I was asked to speak at an event. On paper, I should have said yes without a second thought. I love public speaking, it was a large event and it was my target audience. The event host is someone I respect and someone who has had a significant influence in my life. But something didn’t feel right about this opportunity and I spent a lot of time trying to figure out what I was feeling.
Here is what I learned about myself; I want to work with the people who are in the trenches with me. I want to support the people who have been a part of my journey, the people who take my late night phone calls and offer words of encouragement even when I don’t know I need it. The people who believe in me even when I question myself, the ones who show up in my life, and listen deeply, and ask, “how can I help?” The people who remind me of who I am and who I want to become. The people who point out that indeed I can take it farther. The people who support me with their thoughts, words, and actions. The people who jump in and get dirty long before things get crazy. And the truth is, for the last six months this guy has been nowhere to be found and that hurts. His support, his endorsement, his encouragement, a few nods on social media would mean the world to me, but it has been nothing but silence from him and silence speaks volumes. I guess I hadn’t noticed the silence because those in the trenches with me have been so loud and full of rowdy encouragement.
Each time I reread his invitation I felt small and forgotten. But those in the trenches with me make me feel larger than life and that is where I want to focus my energy. After much thought, I realized I needed to say no to this opportunity. My decision was not rooted in anger or resentment. I simply knew that saying no to that opportunity would give me more time with the people in the trenches. Those are my people and that’s where I want to be.

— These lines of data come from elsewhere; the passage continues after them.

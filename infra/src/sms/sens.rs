//! NCP SENS SMS gateway client
//!
//! Sends verification codes through the SENS `messages` endpoint. Every
//! request carries an HMAC-SHA256 signature over the canonical string
//!
//! ```text
//! POST /sms/v2/services/{serviceId}/messages\n{timestampMillis}\n{accessKeyId}
//! ```
//!
//! base64-encoded into the `x-ncp-apigw-signature-v2` header, alongside the
//! timestamp and access key headers. Dispatch is a single attempt; retrying
//! would risk sending the same code twice.

use std::time::Duration;

use async_trait::async_trait;
use base64::engine::general_purpose::STANDARD as BASE64;
use base64::Engine as _;
use chrono::Utc;
use hmac::{Hmac, Mac};
use reqwest::Client;
use serde::{Deserialize, Serialize};
use sha2::Sha256;
use tracing::{error, info};

use smil_core::services::verification::SmsServiceTrait;
use smil_shared::config::sms::SmsConfig;
use smil_shared::utils::phone::mask_phone;

use crate::InfrastructureError;

type HmacSha256 = Hmac<Sha256>;

/// SENS gateway client
pub struct SensSmsService {
    client: Client,
    access_key: String,
    secret_key: String,
    service_id: String,
    sender_number: String,
    api_base_url: String,
}

/// Request body for the SENS `messages` endpoint
#[derive(Debug, Serialize)]
struct SensMessageRequest {
    #[serde(rename = "type")]
    message_type: &'static str,
    from: String,
    content: String,
    messages: Vec<SensRecipient>,
}

#[derive(Debug, Serialize)]
struct SensRecipient {
    to: String,
}

#[derive(Debug, Deserialize)]
#[serde(rename_all = "camelCase")]
struct SensMessageResponse {
    request_id: String,
    status_code: String,
    status_name: String,
}

impl SensSmsService {
    /// Create a gateway client from the SMS configuration
    ///
    /// Fails if any credential the gateway needs is missing or the HTTP
    /// client cannot be built.
    pub fn new(config: &SmsConfig) -> Result<Self, InfrastructureError> {
        config.validate().map_err(InfrastructureError::Config)?;

        let client = Client::builder()
            .timeout(Duration::from_secs(config.request_timeout_secs))
            .build()?;

        Ok(Self {
            client,
            access_key: config.access_key.clone(),
            secret_key: config.secret_key.clone(),
            service_id: config.service_id.clone(),
            sender_number: config.sender_number.clone(),
            api_base_url: config.api_base_url.clone(),
        })
    }

    fn message_path(&self) -> String {
        format!("/sms/v2/services/{}/messages", self.service_id)
    }

    /// Sign a request for the given timestamp
    ///
    /// The canonical string is `POST {path}\n{timestamp}\n{access_key}`,
    /// HMAC-SHA256 signed with the secret key and base64 encoded.
    fn signature(&self, timestamp_millis: i64) -> Result<String, InfrastructureError> {
        let canonical = format!(
            "POST {}\n{}\n{}",
            self.message_path(),
            timestamp_millis,
            self.access_key
        );

        let mut mac = HmacSha256::new_from_slice(self.secret_key.as_bytes())
            .map_err(|e| InfrastructureError::Sms(format!("Invalid secret key: {}", e)))?;
        mac.update(canonical.as_bytes());

        Ok(BASE64.encode(mac.finalize().into_bytes()))
    }

    fn message_content(code: &str) -> String {
        format!("[SMIL] 인증번호: {}\n인증번호를 입력해 주세요.", code)
    }

    async fn send(&self, phone: &str, code: &str) -> Result<String, InfrastructureError> {
        let timestamp = Utc::now().timestamp_millis();
        let signature = self.signature(timestamp)?;
        let url = format!("{}{}", self.api_base_url, self.message_path());

        let body = SensMessageRequest {
            message_type: "SMS",
            from: self.sender_number.clone(),
            content: Self::message_content(code),
            messages: vec![SensRecipient {
                to: phone.to_string(),
            }],
        };

        let response = self
            .client
            .post(&url)
            .header("Content-Type", "application/json; charset=utf-8")
            .header("x-ncp-apigw-timestamp", timestamp.to_string())
            .header("x-ncp-iam-access-key", &self.access_key)
            .header("x-ncp-apigw-signature-v2", signature)
            .json(&body)
            .send()
            .await?;

        let status = response.status();
        if !status.is_success() {
            let error_body = response.text().await.unwrap_or_default();
            return Err(InfrastructureError::Sms(format!(
                "Gateway returned {}: {}",
                status, error_body
            )));
        }

        let parsed: SensMessageResponse = response.json().await?;

        info!(
            phone = %mask_phone(phone),
            request_id = %parsed.request_id,
            status_code = %parsed.status_code,
            status_name = %parsed.status_name,
            "SENS gateway accepted message"
        );

        Ok(parsed.request_id)
    }
}

#[async_trait]
impl SmsServiceTrait for SensSmsService {
    async fn send_verification_code(&self, phone: &str, code: &str) -> Result<String, String> {
        self.send(phone, code).await.map_err(|e| {
            error!(phone = %mask_phone(phone), error = %e, "SENS dispatch failed");
            e.to_string()
        })
    }
}
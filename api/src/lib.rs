//! # SMIL API
//!
//! HTTP surface of the SMIL backend: request DTOs, route handlers, the
//! bearer-token guard, and the mapping from domain errors to HTTP responses.
//! Business logic lives in `smil_core`; this crate only validates input,
//! calls services, and shapes responses.

pub mod app;
pub mod dto;
pub mod handlers;
pub mod middleware;
pub mod routes;
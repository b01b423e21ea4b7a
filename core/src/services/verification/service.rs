//! Main verification service implementation

use constant_time_eq::constant_time_eq;
use std::sync::Arc;
use tracing;

use smil_shared::utils::phone::mask_phone;

use crate::domain::entities::verification_code;
use crate::errors::{AuthError, DomainError, DomainResult};

use super::config::VerificationConfig;
use super::traits::{CacheServiceTrait, SmsServiceTrait};

/// Verification service for handling SMS verification codes
///
/// The cache is the only state this service touches. Each phone number
/// holds at most one value at a time: a pending code after `send_code`,
/// or a kind marker after `confirm_code`.
pub struct VerificationService<S: SmsServiceTrait, C: CacheServiceTrait> {
    /// SMS service for sending messages
    sms_service: Arc<S>,
    /// Cache service for storing codes and markers
    cache_service: Arc<C>,
    /// Service configuration
    config: VerificationConfig,
}

impl<S: SmsServiceTrait, C: CacheServiceTrait> VerificationService<S, C> {
    /// Create a new verification service
    ///
    /// # Arguments
    ///
    /// * `sms_service` - SMS service implementation
    /// * `cache_service` - Cache service implementation
    /// * `config` - Service configuration
    pub fn new(sms_service: Arc<S>, cache_service: Arc<C>, config: VerificationConfig) -> Self {
        Self {
            sms_service,
            cache_service,
            config,
        }
    }

    /// Send a verification code to a phone number
    ///
    /// This method:
    /// 1. Generates a random 6-digit code
    /// 2. Dispatches it via SMS
    /// 3. Caches `phone -> code` with the configured TTL, replacing any
    ///    earlier pending value for that phone number
    ///
    /// The code is cached only after the gateway accepts the message, so a
    /// failed send leaves nothing confirmable behind.
    ///
    /// # Arguments
    ///
    /// * `phone` - The phone number to send the code to
    ///
    /// # Returns
    ///
    /// * `Ok(())` - Code sent and cached
    /// * `Err(DomainError)` - SMS dispatch or cache write failed
    pub async fn send_code(&self, phone: &str) -> DomainResult<()> {
        let code = verification_code::generate();

        let message_id = self
            .sms_service
            .send_verification_code(phone, &code)
            .await
            .map_err(|e| {
                tracing::error!(
                    phone = %mask_phone(phone),
                    error = %e,
                    event = "code_send_failed",
                    "SMS gateway rejected verification code"
                );
                DomainError::Auth(AuthError::SmsServiceFailure { reason: e })
            })?;

        self.cache_service
            .set(phone, &code, self.config.code_ttl_seconds)
            .await
            .map_err(|e| {
                tracing::error!(
                    phone = %mask_phone(phone),
                    error = %e,
                    event = "code_cache_failed",
                    "Failed to store verification code in cache"
                );
                DomainError::Internal {
                    message: format!("Failed to store verification code: {}", e),
                }
            })?;

        tracing::info!(
            phone = %mask_phone(phone),
            message_id = %message_id,
            ttl_seconds = self.config.code_ttl_seconds,
            event = "code_dispatched",
            "Verification code sent and cached"
        );

        Ok(())
    }

    /// Confirm a submitted verification code
    ///
    /// This method:
    /// 1. Reads the cached code for the phone number
    /// 2. Compares it to the submission in constant time
    /// 3. On match, deletes the code and writes `phone -> kind` with the
    ///    verified-marker TTL
    ///
    /// An absent code and a wrong code fail with the same error value, so
    /// the caller cannot tell expiry from a bad guess. A matching code is
    /// consumed and cannot be confirmed twice.
    ///
    /// # Arguments
    ///
    /// * `kind` - Opaque verification purpose written as the marker value
    /// * `phone` - The phone number being confirmed
    /// * `code` - The submitted 6-digit code
    ///
    /// # Returns
    ///
    /// * `Ok(())` - Code matched; the phone is now verified for `kind`
    /// * `Err(DomainError)` - Mismatch, missing code, or cache failure
    pub async fn confirm_code(&self, kind: &str, phone: &str, code: &str) -> DomainResult<()> {
        let stored = self.cache_service.get(phone).await.map_err(|e| {
            tracing::error!(
                phone = %mask_phone(phone),
                error = %e,
                event = "code_lookup_failed",
                "Failed to read verification code from cache"
            );
            DomainError::Internal {
                message: format!("Failed to read verification code: {}", e),
            }
        })?;

        let stored = match stored {
            Some(value) => value,
            None => {
                tracing::info!(
                    phone = %mask_phone(phone),
                    event = "code_rejected",
                    "No pending verification code"
                );
                return Err(AuthError::InvalidVerificationCode.into());
            }
        };

        if !constant_time_eq(stored.as_bytes(), code.as_bytes()) {
            tracing::info!(
                phone = %mask_phone(phone),
                event = "code_rejected",
                "Submitted verification code does not match"
            );
            return Err(AuthError::InvalidVerificationCode.into());
        }

        self.cache_service.delete(phone).await.map_err(|e| {
            DomainError::Internal {
                message: format!("Failed to clear verification code: {}", e),
            }
        })?;

        self.cache_service
            .set(phone, kind, self.config.verified_ttl_seconds)
            .await
            .map_err(|e| DomainError::Internal {
                message: format!("Failed to store verification marker: {}", e),
            })?;

        tracing::info!(
            phone = %mask_phone(phone),
            kind = kind,
            ttl_seconds = self.config.verified_ttl_seconds,
            event = "code_confirmed",
            "Phone number verified"
        );

        Ok(())
    }

    /// Check whether a phone number currently holds a verified marker
    /// for the given kind
    pub async fn is_verified(&self, kind: &str, phone: &str) -> DomainResult<bool> {
        let stored = self
            .cache_service
            .get(phone)
            .await
            .map_err(|e| DomainError::Internal {
                message: format!("Failed to read verification marker: {}", e),
            })?;

        Ok(stored.as_deref() == Some(kind))
    }

    /// Drop the verified marker for a phone number
    ///
    /// Called after the marker has served its purpose; deleting an absent
    /// key is a no-op.
    pub async fn consume_verification(&self, phone: &str) -> DomainResult<()> {
        self.cache_service
            .delete(phone)
            .await
            .map_err(|e| DomainError::Internal {
                message: format!("Failed to clear verification marker: {}", e),
            })
    }
}
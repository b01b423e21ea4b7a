//! # SMIL Core
//!
//! Core business logic and domain layer for the SMIL backend.
//! This crate contains domain entities, business services, repository interfaces,
//! and error types that form the foundation of the application architecture.

pub mod domain;
pub mod services;
pub mod repositories;
pub mod errors;

// Re-export commonly used types for convenience
pub use domain::entities::{AccessToken, Claims, NewUser, TokenPair, TokenSubject, User};
pub use errors::{AuthError, DomainError, DomainResult, TokenError};
pub use repositories::UserRepository;
pub use services::{AuthService, TokenService, UserService, VerificationService};
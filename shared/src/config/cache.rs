//! Cache configuration module

use serde::{Deserialize, Serialize};

/// Redis cache configuration
#[derive(Debug, Clone, Deserialize, Serialize)]
pub struct CacheConfig {
    /// Redis connection URL
    pub url: String,
}

impl Default for CacheConfig {
    fn default() -> Self {
        Self {
            url: String::from("redis://localhost:6379"),
        }
    }
}

impl CacheConfig {
    /// Create a new cache configuration with URL
    pub fn new(url: impl Into<String>) -> Self {
        Self { url: url.into() }
    }

    /// Create from environment variables
    pub fn from_env() -> Self {
        let url =
            std::env::var("REDIS_URL").unwrap_or_else(|_| "redis://localhost:6379".to_string());

        Self { url }
    }
}
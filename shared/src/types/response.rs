//! API response types and wrappers

use chrono::{DateTime, Utc};
use serde::{Deserialize, Serialize};
use std::collections::HashMap;

/// Standardized error response structure for domain errors
#[derive(Debug, Clone, Serialize, Deserialize)]
pub struct ErrorResponse {
    /// Error code for client-side handling
    pub error: String,

    /// Human-readable error message
    pub message: String,

    /// Optional additional error details
    #[serde(skip_serializing_if = "Option::is_none")]
    pub details: Option<HashMap<String, serde_json::Value>>,

    /// Response timestamp
    pub timestamp: DateTime<Utc>,
}

impl ErrorResponse {
    /// Create a new error response
    pub fn new(error: impl Into<String>, message: impl Into<String>) -> Self {
        Self {
            error: error.into(),
            message: message.into(),
            details: None,
            timestamp: Utc::now(),
        }
    }

    /// Attach structured details (field validation errors and the like)
    pub fn with_details(mut self, details: HashMap<String, serde_json::Value>) -> Self {
        self.details = Some(details);
        self
    }
}

/// Detailed error information for field-level validation failures
#[derive(Debug, Clone, Serialize, Deserialize)]
pub struct ErrorDetail {
    /// Error code for programmatic handling
    pub code: String,

    /// Human-readable error message
    pub message: String,

    /// Field-specific errors
    #[serde(skip_serializing_if = "Option::is_none")]
    pub fields: Option<HashMap<String, Vec<String>>>,
}

/// Health check response
#[derive(Debug, Clone, Serialize, Deserialize)]
pub struct HealthResponse {
    /// Overall health status
    pub status: String,

    /// Server version
    pub version: String,

    /// Server timestamp
    pub timestamp: DateTime<Utc>,
}

impl HealthResponse {
    /// Create a healthy response with the given version
    pub fn healthy(version: impl Into<String>) -> Self {
        Self {
            status: String::from("healthy"),
            version: version.into(),
            timestamp: Utc::now(),
        }
    }
}

#[cfg(test)]
mod tests {
    use super::*;

    #[test]
    fn error_response_serializes_code_and_message() {
        let response = ErrorResponse::new("UNAUTHORIZED", "Authentication failed");
        let json = serde_json::to_value(&response).unwrap();
        assert_eq!(json["error"], "UNAUTHORIZED");
        assert_eq!(json["message"], "Authentication failed");
        assert!(json.get("details").is_none());
    }

    #[test]
    fn healthy_response_reports_status() {
        let response = HealthResponse::healthy("0.1.0");
        assert_eq!(response.status, "healthy");
        assert_eq!(response.version, "0.1.0");
    }
}
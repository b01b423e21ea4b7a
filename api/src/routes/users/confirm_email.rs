//! Email availability check

use actix_web::{web, HttpRequest, HttpResponse};
use validator::Validate;

use smil_core::repositories::UserRepository;
use smil_core::services::verification::{CacheServiceTrait, SmsServiceTrait};

use crate::dto::users::{ConfirmEmailRequest, MessageResponse};
use crate::handlers::error::{to_response, validation_response};

use super::AppState;

/// Handler for POST /api/v1/users/confirm/email
///
/// Returns 200 when the email is free, 409 `EMAIL_ALREADY_REGISTERED` when
/// taken. Soft-deleted accounts still occupy their email.
pub async fn confirm_email<U, S, C>(
    req: HttpRequest,
    state: web::Data<AppState<U, S, C>>,
    request: web::Json<ConfirmEmailRequest>,
) -> HttpResponse
where
    U: UserRepository + 'static,
    S: SmsServiceTrait + 'static,
    C: CacheServiceTrait + 'static,
{
    if let Err(errors) = request.validate() {
        return validation_response(&errors, &req);
    }

    match state.user_service.check_email_available(&request.email).await {
        Ok(()) => HttpResponse::Ok().json(MessageResponse::new("Email is available")),
        Err(error) => to_response(&error, &req),
    }
}
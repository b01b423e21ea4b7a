//! Phone number utilities
//!
//! Phone numbers flow through the system verbatim, hyphens included: the
//! verification cache is keyed by the exact string the client submitted, so
//! no normalization happens here.

use once_cell::sync::Lazy;
use regex::Regex;

// Korean mobile number in the hyphenated form clients submit
static KOREAN_MOBILE_REGEX: Lazy<Regex> =
    Lazy::new(|| Regex::new(r"^01[016789]-\d{3,4}-\d{4}$").unwrap());

/// Check if a phone number is a valid Korean mobile number
/// (e.g. `010-1234-5678`)
pub fn is_valid_korean_mobile(phone: &str) -> bool {
    KOREAN_MOBILE_REGEX.is_match(phone)
}

/// Mask a phone number for log output, keeping the last four digits
/// (e.g. `010-1234-5678` becomes `****5678`)
pub fn mask_phone(phone: &str) -> String {
    let digits: String = phone.chars().filter(|c| c.is_ascii_digit()).collect();
    if digits.len() >= 4 {
        format!("****{}", &digits[digits.len() - 4..])
    } else {
        "****".to_string()
    }
}

#[cfg(test)]
mod tests {
    use super::*;

    #[test]
    fn test_valid_korean_mobile_numbers() {
        assert!(is_valid_korean_mobile("010-1234-5678"));
        assert!(is_valid_korean_mobile("010-123-4567"));
        assert!(is_valid_korean_mobile("011-987-6543"));
        assert!(is_valid_korean_mobile("019-4444-5555"));
    }

    #[test]
    fn test_invalid_phone_numbers() {
        assert!(!is_valid_korean_mobile("01012345678")); // Missing hyphens
        assert!(!is_valid_korean_mobile("010 1234 5678")); // Spaces
        assert!(!is_valid_korean_mobile("02-123-4567")); // Landline prefix
        assert!(!is_valid_korean_mobile("012-1234-5678")); // Invalid prefix
        assert!(!is_valid_korean_mobile("010-1234-567")); // Too short
        assert!(!is_valid_korean_mobile("010-12345-5678")); // Middle too long
        assert!(!is_valid_korean_mobile("+82-10-1234-5678")); // International form
        assert!(!is_valid_korean_mobile(""));
        assert!(!is_valid_korean_mobile("abc-defg-hijk"));
    }

    #[test]
    fn test_mask_phone() {
        assert_eq!(mask_phone("010-1234-5678"), "****5678");
        assert_eq!(mask_phone("011-987-6543"), "****6543");
        assert_eq!(mask_phone("123"), "****");
        assert_eq!(mask_phone(""), "****");
    }
}
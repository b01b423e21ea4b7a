//! CORS configuration
//!
//! Development allows any origin for local clients and tooling; production
//! restricts origins to the `ALLOWED_ORIGINS` list. The environment is
//! passed in from the loaded configuration rather than read ambiently.

use actix_cors::Cors;
use actix_web::http::{header, Method};

use smil_shared::config::Environment;

const DEFAULT_MAX_AGE: usize = 3600;

/// Create the CORS middleware for the given environment
pub fn create_cors(environment: &Environment) -> Cors {
    if environment.is_production() {
        create_production_cors()
    } else {
        create_development_cors()
    }
}

fn create_development_cors() -> Cors {
    Cors::default()
        .allow_any_origin()
        .allowed_methods(vec![Method::GET, Method::POST, Method::DELETE, Method::OPTIONS])
        .allowed_headers(vec![
            header::AUTHORIZATION,
            header::ACCEPT,
            header::ACCEPT_LANGUAGE,
            header::CONTENT_TYPE,
        ])
        .max_age(DEFAULT_MAX_AGE)
}

fn create_production_cors() -> Cors {
    let allowed_origins = std::env::var("ALLOWED_ORIGINS").unwrap_or_default();

    let mut cors = Cors::default()
        .allowed_methods(vec![Method::GET, Method::POST, Method::DELETE, Method::OPTIONS])
        .allowed_headers(vec![
            header::AUTHORIZATION,
            header::ACCEPT,
            header::ACCEPT_LANGUAGE,
            header::CONTENT_TYPE,
        ])
        .max_age(DEFAULT_MAX_AGE);

    for origin in allowed_origins.split(',').filter(|s| !s.trim().is_empty()) {
        cors = cors.allowed_origin(origin.trim());
    }

    cors
}
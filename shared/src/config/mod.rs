//! Configuration module with one sub-module per concern
//!
//! Configuration is loaded from the process environment exactly once, in
//! `main`, and injected into services as plain values. Services never read
//! environment variables themselves.
//!
//! - `auth` - JWT signing configuration
//! - `cache` - Redis connection configuration
//! - `database` - MySQL connection and pool configuration
//! - `environment` - Environment detection
//! - `server` - HTTP server binding
//! - `sms` - SMS gateway credentials and endpoint
//! - `verification` - Cache TTLs for the phone verification flow

pub mod auth;
pub mod cache;
pub mod database;
pub mod environment;
pub mod server;
pub mod sms;
pub mod verification;

use serde::{Deserialize, Serialize};

// Re-export commonly used types
pub use auth::JwtConfig;
pub use cache::CacheConfig;
pub use database::DatabaseConfig;
pub use environment::Environment;
pub use server::ServerConfig;
pub use sms::{SmsConfig, SmsProvider};
pub use verification::VerificationTtlConfig;

/// Complete application configuration combining all sub-configurations
#[derive(Debug, Clone, Deserialize, Serialize)]
pub struct AppConfig {
    /// Environment the process runs in
    pub environment: Environment,

    /// HTTP server configuration
    pub server: ServerConfig,

    /// Database configuration
    pub database: DatabaseConfig,

    /// Redis cache configuration
    pub cache: CacheConfig,

    /// JWT signing configuration
    pub jwt: JwtConfig,

    /// SMS gateway configuration
    pub sms: SmsConfig,

    /// Verification cache TTLs
    pub verification: VerificationTtlConfig,
}

impl Default for AppConfig {
    fn default() -> Self {
        Self {
            environment: Environment::default(),
            server: ServerConfig::default(),
            database: DatabaseConfig::default(),
            cache: CacheConfig::default(),
            jwt: JwtConfig::default(),
            sms: SmsConfig::default(),
            verification: VerificationTtlConfig::default(),
        }
    }
}

impl AppConfig {
    /// Load the full configuration from environment variables
    pub fn from_env() -> Self {
        Self {
            environment: Environment::from_env(),
            server: ServerConfig::from_env(),
            database: DatabaseConfig::from_env(),
            cache: CacheConfig::from_env(),
            jwt: JwtConfig::from_env(),
            sms: SmsConfig::from_env(),
            verification: VerificationTtlConfig::from_env(),
        }
    }

    /// Validate the configuration, rejecting values that cannot serve traffic.
    ///
    /// Production additionally refuses the development JWT secret and the
    /// mock SMS provider.
    pub fn validate(&self) -> Result<(), String> {
        if self.jwt.secret.is_empty() {
            return Err("JWT_SECRET must not be empty".to_string());
        }
        if self.jwt.access_token_expiry_seconds <= 0 {
            return Err("ACCESS_TOKEN_EXPIRY_SECONDS must be positive".to_string());
        }
        if let Some(expiry) = self.jwt.refresh_token_expiry_seconds {
            if expiry <= 0 {
                return Err("REFRESH_TOKEN_EXPIRY_SECONDS must be positive when set".to_string());
            }
        }
        self.verification.validate()?;

        if self.environment.is_production() {
            if self.jwt.is_using_default_secret() {
                return Err(
                    "JWT_SECRET must be set to a non-default value in production".to_string(),
                );
            }
            if self.sms.provider == SmsProvider::Mock {
                return Err("SMS_PROVIDER must not be 'mock' in production".to_string());
            }
            self.sms.validate()?;
        }

        Ok(())
    }
}

#[cfg(test)]
mod tests {
    use super::*;

    #[test]
    fn default_config_is_valid_for_development() {
        let config = AppConfig::default();
        assert!(config.validate().is_ok());
    }

    #[test]
    fn production_rejects_default_jwt_secret() {
        let mut config = AppConfig::default();
        config.environment = Environment::Production;
        config.sms.provider = SmsProvider::Sens;
        config.sms.access_key = "key".to_string();
        config.sms.secret_key = "secret".to_string();
        config.sms.service_id = "svc".to_string();
        config.sms.sender_number = "0212345678".to_string();
        assert!(config.validate().is_err());
    }

    #[test]
    fn production_rejects_mock_sms_provider() {
        let mut config = AppConfig::default();
        config.environment = Environment::Production;
        config.jwt.secret = "a-real-secret-value".to_string();
        assert!(config.validate().is_err());
    }

    #[test]
    fn empty_jwt_secret_is_rejected() {
        let mut config = AppConfig::default();
        config.jwt.secret = String::new();
        assert!(config.validate().is_err());
    }
}
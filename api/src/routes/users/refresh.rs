//! Access token re-issuance from a refresh token

use actix_web::{web, HttpRequest, HttpResponse};
use validator::Validate;

use smil_core::repositories::UserRepository;
use smil_core::services::verification::{CacheServiceTrait, SmsServiceTrait};

use crate::dto::users::{RefreshRequest, RefreshResponse};
use crate::handlers::error::{to_response, validation_response};

use super::AppState;

/// Handler for POST /api/v1/users/refresh
///
/// The refresh token travels in the body, not the Authorization header.
/// It must verify with subject `refresh` and its user must still exist;
/// any failure is the uniform 401.
pub async fn refresh<U, S, C>(
    req: HttpRequest,
    state: web::Data<AppState<U, S, C>>,
    request: web::Json<RefreshRequest>,
) -> HttpResponse
where
    U: UserRepository + 'static,
    S: SmsServiceTrait + 'static,
    C: CacheServiceTrait + 'static,
{
    if let Err(errors) = request.validate() {
        return validation_response(&errors, &req);
    }

    match state
        .auth_service
        .refresh_access_token(&request.refresh_token)
        .await
    {
        Ok(token) => HttpResponse::Ok().json(RefreshResponse {
            access_token: token.token,
            expires_in: token.expires_in,
        }),
        Err(error) => to_response(&error, &req),
    }
}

But here is the thing about life in the trenches … it’s not my trench, I don’t own it. It’s a great group of people who are willing to support each other, to get dirty and dig a little deeper as we try to use our influence to make the world a better place. There are no walls that divide us. No lines that define when you are helping me and when I am helping you, it’s just people helping people for the common good of humanity. We are moving mountains and we are doing it together. I am there for you, you are there for me, and I’ll say yes to opportunities to support these people any chance I get. Time with them is time well spent.
The people in the trenches,
they matter,
they are the difference makers and that is where I want to be.